National Autism Awareness Month

By SARAH BROWN

Staff WriterWriter

According to the Centers for Disease Control and Prevention, as of 2012, 20 per 1,000 children in the United States are diagnosed with autism.

Autism affects the way information is processed in the brain, causing the nerve cells and their synapses to not communicate properly. 

The reason for this miscommunication is still unknown, and the cause of it remains shrouded in mystery. 

There are many theories about the cause of autism, such as certain types of metals, pesticides and childhood vaccines, but most agree the root of the problem is not in outer-body elements. 

Instead, these theories state that autism is biological and genetic, which leaves the people who contract the disease to live with a distinction whose cure remains unresolved.

The symptoms for autism usually develop gradually within the first two years of a child’s life, but there have been some cases where the child will develop normally between the ages of 1 to 2, but then lose their speech and social skills. 
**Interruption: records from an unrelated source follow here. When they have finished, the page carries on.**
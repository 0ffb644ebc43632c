/// Splits text into index terms.
pub trait Tokenize: Send + Sync {
    /// Returns the terms of `text` in order (duplicates preserved).
    fn tokenize(&self, text: &str) -> Vec<String>;
}

/// Lowercase + whitespace split.
#[derive(Debug, Default, Clone, Copy)]
pub struct WhitespaceTokenizer;

impl Tokenize for WhitespaceTokenizer {
    fn tokenize(&self, text: &str) -> Vec<String> {
        text.split_whitespace().map(str::to_lowercase).collect()
    }
}
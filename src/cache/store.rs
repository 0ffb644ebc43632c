use std::collections::HashMap;
use std::sync::Arc;
use std::time::Duration;

use super::error::CacheResult;

/// Field name -> raw value, as held by a hash-map store.
pub type CacheFields = HashMap<String, Vec<u8>>;

/// Field-level hash store with per-key expiry and glob deletion.
///
/// Writes are last-writer-wins; no compare-and-swap is offered or needed.
pub trait CacheStore: Send + Sync {
    /// Replaces all fields at `key` and (re)starts its time-to-live.
    fn hset(
        &self,
        key: &str,
        fields: CacheFields,
        ttl: Duration,
    ) -> impl std::future::Future<Output = CacheResult<()>> + Send;

    /// Returns every field at `key`, or `None` when absent or expired.
    fn hgetall(
        &self,
        key: &str,
    ) -> impl std::future::Future<Output = CacheResult<Option<CacheFields>>> + Send;

    /// Deletes keys matching a `*` / `?` glob and returns how many were removed.
    fn delete_matching(
        &self,
        pattern: &str,
    ) -> impl std::future::Future<Output = CacheResult<u64>> + Send;
}

impl<T: CacheStore> CacheStore for Arc<T> {
    async fn hset(&self, key: &str, fields: CacheFields, ttl: Duration) -> CacheResult<()> {
        (**self).hset(key, fields, ttl).await
    }

    async fn hgetall(&self, key: &str) -> CacheResult<Option<CacheFields>> {
        (**self).hgetall(key).await
    }

    async fn delete_matching(&self, pattern: &str) -> CacheResult<u64> {
        (**self).delete_matching(pattern).await
    }
}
This is later diagnosed a s regressive autism: where the child will revert back to an earlier time where they stop speaking and lose their social skills altogether after they had learned to do so.

There is no known cure for autism. While this may seem like a bleak statement for those who have children with autism, there are many who believe that autism should be accepted and seen as difference rather than a disorder.

Those who see autism as a difference and not as a disorder try to assist and lessen the distress that the family and the autistic child may feel. 

There is no one way to treat a family and their child. Instead, the treatment is tailored to their needs and what they want to develop most. 

Special education programs and behavior therapy early on in life can often help the child and the family to develop a sense of self-care, social communications and job skills for the child to learn as they mature as much as they can.

Another intervention that many families take is medication for the child to help their behaviors. The most common drugs used for autism and its other forms include antidepressants, stimulants, and antipsychotics.

Aside from these approaches, there are few resources that can safely assist the autistic.

Children occasionally recover, and they are un-diagnosed as autistic. This recovery rate is said to be between 3% and 25%, and for those children, by the age of 5, they are able to develop speech and social skills again slowly. 

Though some autistic children may seem to have a bleak life to others where they may lack social support, meaningful relationships and future employment opportunities, more and more people are seeing them less as a disorder and more as a difference.